Metoda CAR-T pojawiła się niedawno w medycynie. Rozpoczęła się od przypadku 12-letniej dziewczynki, która chorowała na ostrą białaczkę limfoblastyczną i przeszła przez wszystkie rodzaje chemioterapii oraz dwie transplantacje allogeniczne. Zastosowano u niej procedurę polegającą na tym, że pobrano od niej limfocyty, które następnie poddano modyfikacji genetycznej. Komórki po przeprogramowaniu genetycznym wracają do pacjenta i – po krótkim pulsie stosunkowo łagodnej chemioterapii podawanej przed ich podaniem dożylnym – to one zwalczają ten nowotwór – tłumaczy prof. Tomasz Sacha, Kierownik Oddziału Klinicznego Hematologii.

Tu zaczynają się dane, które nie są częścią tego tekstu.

//! Mock implementations for testing without a live validator.
//!
//! Provides a scripted `ConformanceValidator` and the reference documents
//! used across the integration tests.

pub mod documents;

pub use documents::*;
pub use validator::*;
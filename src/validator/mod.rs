//! Standards conformance validation.
//!
//! Conformance checking is delegated to an external collaborator behind the
//! `ConformanceValidator` trait. The shipped implementation is `NuValidator`,
//! which submits the document to the W3C Nu HTML Checker.
//!
//! Requests go through a `ureq` agent. HTTPS needs its TLS backend, enabled
//! by the "online" feature (on by default). Without it, `NuValidator` can
//! still reach plain-HTTP instances, such as a locally running `vnu.jar`.

pub mod nu;

use serde::Serialize;
use std::fmt;
use thiserror::Error;

/// Severity of a conformance message
#[derive(Debug, Clone, Copy, PartialEq, Eq, Serialize)]
#[serde(rename_all = "lowercase")]
pub enum Severity {
    Error,
    Warning,
    Info,
}

impl fmt::Display for Severity {
    fn fmt(&self, f: &mut fmt::Formatter<'_>) -> fmt::Result {
        match self {
            Severity::Error => write!(f, "error"),
            Severity::Warning => write!(f, "warning"),
            Severity::Info => write!(f, "info"),
        }
    }
}

/// One message reported by a validator
#[derive(Debug, Clone, PartialEq, Eq, Serialize)]
pub struct ConformanceMessage {
    pub severity: Severity,
    pub message: String,
    pub line: Option<u32>,
    pub column: Option<u32>,
}

impl ConformanceMessage {
    pub fn error(message: impl Into<String>) -> Self {
        ConformanceMessage {
            severity: Severity::Error,
            message: message.into(),
            line: None,
            column: None,
        }
    }

    pub fn warning(message: impl Into<String>) -> Self {
        ConformanceMessage {
            severity: Severity::Warning,
            message: message.into(),
            line: None,
            column: None,
        }
    }

    /// Attach a source position
    pub fn at(mut self, line: u32, column: u32) -> Self {
        self.line = Some(line);
        self.column = Some(column);
        self
    }
}

impl fmt::Display for ConformanceMessage {
    fn fmt(&self, f: &mut fmt::Formatter<'_>) -> fmt::Result {
        match (self.line, self.column) {
            (Some(line), Some(column)) => {
                write!(f, "line {}, column {}: {}", line, column, self.message)
            }
            (Some(line), None) => write!(f, "line {}: {}", line, self.message),
            _ => write!(f, "{}", self.message),
        }
    }
}

/// Validator failures. Any of these aborts the run.
#[derive(Debug, Clone, PartialEq, Eq, Error)]
pub enum ValidatorError {
    #[error("request failed: {message}")]
    RequestFailed { message: String },
    #[error("validator returned HTTP {status}: {message}")]
    Api { status: u16, message: String },
    #[error("request timed out: {message}")]
    Timeout { message: String },
    #[error("invalid validator response: {message}")]
    InvalidResponse { message: String },
    #[error("invalid validator URL '{url}'")]
    InvalidUrl { url: String },
    /// The validator could not process the document at all
    #[error("validator rejected the document: {message}")]
    Rejected { message: String },
    #[error("HTTPS validators need the \"online\" feature")]
    FeatureNotEnabled,
}

/// External standards conformance checker.
pub trait ConformanceValidator {
    /// Short name for logs and reports
    fn name(&self) -> &str;

    /// Check raw markup. An empty list means the document conforms.
    fn validate(&self, html: &str) -> Result<Vec<ConformanceMessage>, ValidatorError>;
}
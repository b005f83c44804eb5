//! Configuration Module
//!
//! This module defines all configuration structures for the ticket validator.
//! Configuration is loaded from a TOML file, parsed using serde, and then
//! patched from a small set of environment variables. The result is built
//! once at startup and handed to the components that need it.

use serde::Deserialize;
use std::fs;

/// Environment variable overriding `rpc.url`
pub const ENV_RPC_URL: &str = "TICKET_RPC_URL";
/// Environment variable overriding `contract.address`
pub const ENV_CONTRACT_ADDRESS: &str = "TICKET_CONTRACT_ADDRESS";
/// Environment variable overriding `support.email`
pub const ENV_SUPPORT_EMAIL: &str = "TICKET_SUPPORT_EMAIL";

/// Main configuration structure
///
/// Contains all configuration sections for the validator service.
/// Loaded from a TOML file (e.g., config/default.toml).
///
/// # Example TOML
/// ```toml
/// [rpc]
/// url = "https://rpc.gnosischain.com"
/// network = "Gnosis Chain"
///
/// [contract]
/// address = "0x0f9ab1d4feaede6b8e5bb7a9d7a10e3e5c1b5d2a"
///
/// [api]
/// host = "127.0.0.1"
/// port = 8080
/// ```
#[derive(Debug, Clone, Deserialize)]
pub struct Config {
    pub rpc: RpcConfig,
    pub contract: ContractConfig,
    #[serde(default)]
    pub ticket: TicketConfig,
    #[serde(default)]
    pub support: SupportConfig,
    #[serde(default)]
    pub api: ApiConfig,
}

/// Blockchain gateway configuration
///
/// # Fields
/// - `url`: JSON-RPC endpoint queried for contract state
/// - `network`: Display name of the chain, shown in the contract details
#[derive(Debug, Clone, Deserialize)]
pub struct RpcConfig {
    pub url: String,
    #[serde(default = "default_network")]
    pub network: String,
}

/// Lock contract configuration
///
/// # Fields
/// - `address`: Address of the lock contract that issues the tickets
#[derive(Debug, Clone, Deserialize)]
pub struct ContractConfig {
    pub address: String,
}

/// Static ticket metadata attached to a valid outcome
#[derive(Debug, Clone, Deserialize)]
pub struct TicketConfig {
    pub contract_name: String,
    pub event_name: String,
    pub key_expiration: String,
}

/// Support contact shown alongside the contract details
#[derive(Debug, Clone, Deserialize)]
pub struct SupportConfig {
    pub email: String,
}

/// API server configuration
///
/// # Fields
/// - `host`: IP address to bind to (e.g., "127.0.0.1" or "0.0.0.0")
/// - `port`: TCP port to listen on (e.g., 8080)
/// - `max_sessions`: Upper bound on live UI sessions kept in memory
/// - `session_ttl_secs`: Idle time after which a session is dropped
#[derive(Debug, Clone, Deserialize)]
pub struct ApiConfig {
    pub host: String,
    pub port: u16,
    #[serde(default = "default_max_sessions")]
    pub max_sessions: usize,
    #[serde(default = "default_session_ttl_secs")]
    pub session_ttl_secs: u64,
}

fn default_max_sessions() -> usize {
    1024
}

fn default_session_ttl_secs() -> u64 {
    30 * 60
}

fn default_network() -> String {
    "Gnosis Chain".to_string()
}

impl Default for TicketConfig {
    fn default() -> Self {
        Self {
            contract_name: "DappCon 2025 Tickets".to_string(),
            event_name: "DappCon 2025".to_string(),
            key_expiration: "16th-18th June, 2025".to_string(),
        }
    }
}

impl Default for SupportConfig {
    fn default() -> Self {
        Self {
            email: "support@dappcon.io".to_string(),
        }
    }
}

impl Default for ApiConfig {
    fn default() -> Self {
        Self {
            host: "127.0.0.1".to_string(),
            port: 8080,
            max_sessions: default_max_sessions(),
            session_ttl_secs: default_session_ttl_secs(),
        }
    }
}

impl Config {
    /// Load configuration from a TOML file
    ///
    /// Environment overrides (`TICKET_RPC_URL`, `TICKET_CONTRACT_ADDRESS`,
    /// `TICKET_SUPPORT_EMAIL`) are applied after parsing.
    ///
    /// # Returns
    /// * `Ok(Config)` if the file was successfully loaded and parsed
    /// * `Err` if the file couldn't be read or the TOML is invalid
    ///
    /// # Example
    /// ```no_run
    /// # use ticket_validator::Config;
    /// let config = Config::load("config/default.toml")?;
    /// # Ok::<(), anyhow::Error>(())
    /// ```
    pub fn load(path: &str) -> anyhow::Result<Self> {
        let content = fs::read_to_string(path)?;
        let config = Self::parse(&content)?;
        Ok(config.with_overrides(|key| std::env::var(key).ok()))
    }

    /// Parse configuration from TOML text without touching the environment
    pub fn parse(content: &str) -> anyhow::Result<Self> {
        let config: Config = toml::from_str(content)?;
        Ok(config)
    }

    /// Apply overrides from a key lookup (normally the process environment)
    ///
    /// Empty values are ignored so an exported-but-blank variable does not
    /// wipe out the file setting.
    pub fn with_overrides<F>(mut self, lookup: F) -> Self
    where
        F: Fn(&str) -> Option<String>,
    {
        let lookup = |key: &str| lookup(key).filter(|value| !value.trim().is_empty());

        if let Some(url) = lookup(ENV_RPC_URL) {
            self.rpc.url = url;
        }
        if let Some(address) = lookup(ENV_CONTRACT_ADDRESS) {
            self.contract.address = address;
        }
        if let Some(email) = lookup(ENV_SUPPORT_EMAIL) {
            self.support.email = email;
        }
        self
    }
}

Terapia kosztuje ponad milion złotych
Jak mówi Kierownik Oddziału Klinicznego Hematologii terapia ta jest zdecydowanie mniej toksyczna niż allogeniczna transplantacja szpiku i znajduje zastosowanie w coraz większej grupie chorób. W Szpitalu Uniwersyteckim jest na razie jeden pacjent, który kwalifikuje się do leczenia taką metodą. I chociaż terapia kosztuje ponad milion złotych, dzięki programowi lekowemu jest finansowana z NFZ.
Proces akredytacyjny
Niedawno rozpoczął się proces akredytacyjny. Możliwość taka pojawiła się wraz z przeprowadzką Oddziału Klinicznego Hematologii do Nowej Siedziby przy ul. Jakubowskiego 2. Proces akredytacyjny może potrwać nawet kilka miesięcy, ale specjaliści zapewniają, że dołożą wszelkich starań, by maksymalnie skrócić czas oczekiwania. Tymczasem przypominają również o dotychczasowych metodach leczenia i możliwościach Oddziału Hematologii.
– W nowej siedzibie oferujemy większą liczbę łóżek transplantacyjnych – dzięki temu możemy zwiększyć liczbę pacjentów poddawanych transplantacjom, w tym – z reguły najbardziej wymagająca opieki – allogeniczną transplantacją, zwłaszcza od dawcy niespokrewnionego – mówi prof. Tomasz Sacha.